Now I have the time to sit down and look through what you have written in your blog. It is very unfortunate that you have encountered such an experience and I would not say that I have gone through the same experience. Having said that, my experience is a whole new thing altogether as I have to face a lot of rejection by virtue of being a Malay guy who likes Chinese. I guess, you’re facing a hard time due to your facial problem alone and I don’t seriously think that you will go through the same experience should you have a porcelain-clear skin.

However, the thing that matter the most is not what other people are saying about you. If you can overcome the obstacles, that would be different but these people are saying things in which you have no control over.

One thing you should have recognised is that people will talk, regardless of how good looking or ugly, how rich or poor you are. That will definitely put you at better footing to understand the crux of the issue. At this point of time, I believe you’re troubled by what other people are saying about you. My suggestion for you is to desist from feeling sorry about yourself because that is not your fault in the first place.
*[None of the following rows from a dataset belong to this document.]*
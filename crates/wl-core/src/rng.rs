//! Deterministic RNG for stochastic arrival batches.
//!
//! # Determinism strategy
//!
//! The arrival stream is seeded by:
//!
//!   seed = scenario_seed XOR STREAM_CONSTANT
//!
//! so a scenario's batches depend only on its own seed.  Baseline and
//! intervention runs built from the same seed see identical arrivals, which
//! keeps the comparison about capacity alone.

use rand::SeedableRng;
use rand::rngs::SmallRng;
use rand_distr::{Distribution, Poisson};

use crate::{WlError, WlResult};

/// 64-bit fractional golden-ratio constant for seed mixing.
const STREAM_CONSTANT: u64 = 0x9e37_79b9_7f4a_7c15;

/// Draws per-period arrival counts from a Poisson distribution.
pub struct ArrivalRng {
    rng:     SmallRng,
    /// `None` when the mean is zero: every draw is 0.
    poisson: Option<Poisson<f64>>,
}

impl ArrivalRng {
    /// Seed deterministically for a batch mean of `mean`.
    pub fn new(seed: u64, mean: u32) -> WlResult<Self> {
        let poisson = if mean == 0 {
            None
        } else {
            let dist = Poisson::new(mean as f64)
                .map_err(|e| WlError::Config(format!("poisson mean {mean}: {e}")))?;
            Some(dist)
        };
        Ok(Self {
            rng: SmallRng::seed_from_u64(seed ^ STREAM_CONSTANT),
            poisson,
        })
    }

    /// Sample the next period's batch size.
    pub fn next_batch(&mut self) -> u32 {
        match &self.poisson {
            None => 0,
            Some(dist) => {
                let draw: f64 = dist.sample(&mut self.rng);
                draw.min(u32::MAX as f64) as u32
            }
        }
    }
}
And you are not in any circumstances liable for whatever they are saying about you. It is just a futile attempt to counter their malicious statement about the way you look.

They want to talk; let them talk. You are not in any way pulling down yourself to their lowly standard. If a person judge another person based on his physical outlook, then you should accept them for what they are and give them the pass. When someone judge people based on the looks God given to them, then they are actually questioning God’s wisdom.

This kind of people is showing the other side of their brain because they are a bunch of low quality people who does not appreciate inner beauty. They are not highly educated like you do. You are a university graduate and I expect you to be like one. You are open-minded, sociable and kind to your friends. If someone rejects you for being ugly, then it is their loss, not yours.

At the same time, take their criticism into consideration. If whatever they said about you is related to something you can change, change if you want people’s acceptance. We are living in a society and change is inevitable if you want to suit their environment. It is similar to what I have sacrificed just to be able to blend in Chinese society.

For your facial problem, since you are saying it is a hormonal thingy, you surely need to take some medication to balance up your hormone. Sleep according to the prescribed time and don’t stay up so late into the night and watch what you eat. If you take pork, stop from consuming it. Use your mental power to help reduce the inflammation and acne breakouts. Simplified things and don’t pressure yourself so much. At this point of time, consuming a cocktail of medication can be detrimental to your health as well.

As for your psychological state, concentrate on your positive attributes. Improve yourself wherever you can and don’t allow others to drag you down. If people criticise you, just say thank you to them. At least, they have voluntarily become a mirror for you.

I think that’s all I can say for the time being. You need to be rejuvenated so you can stand proud on your feet again.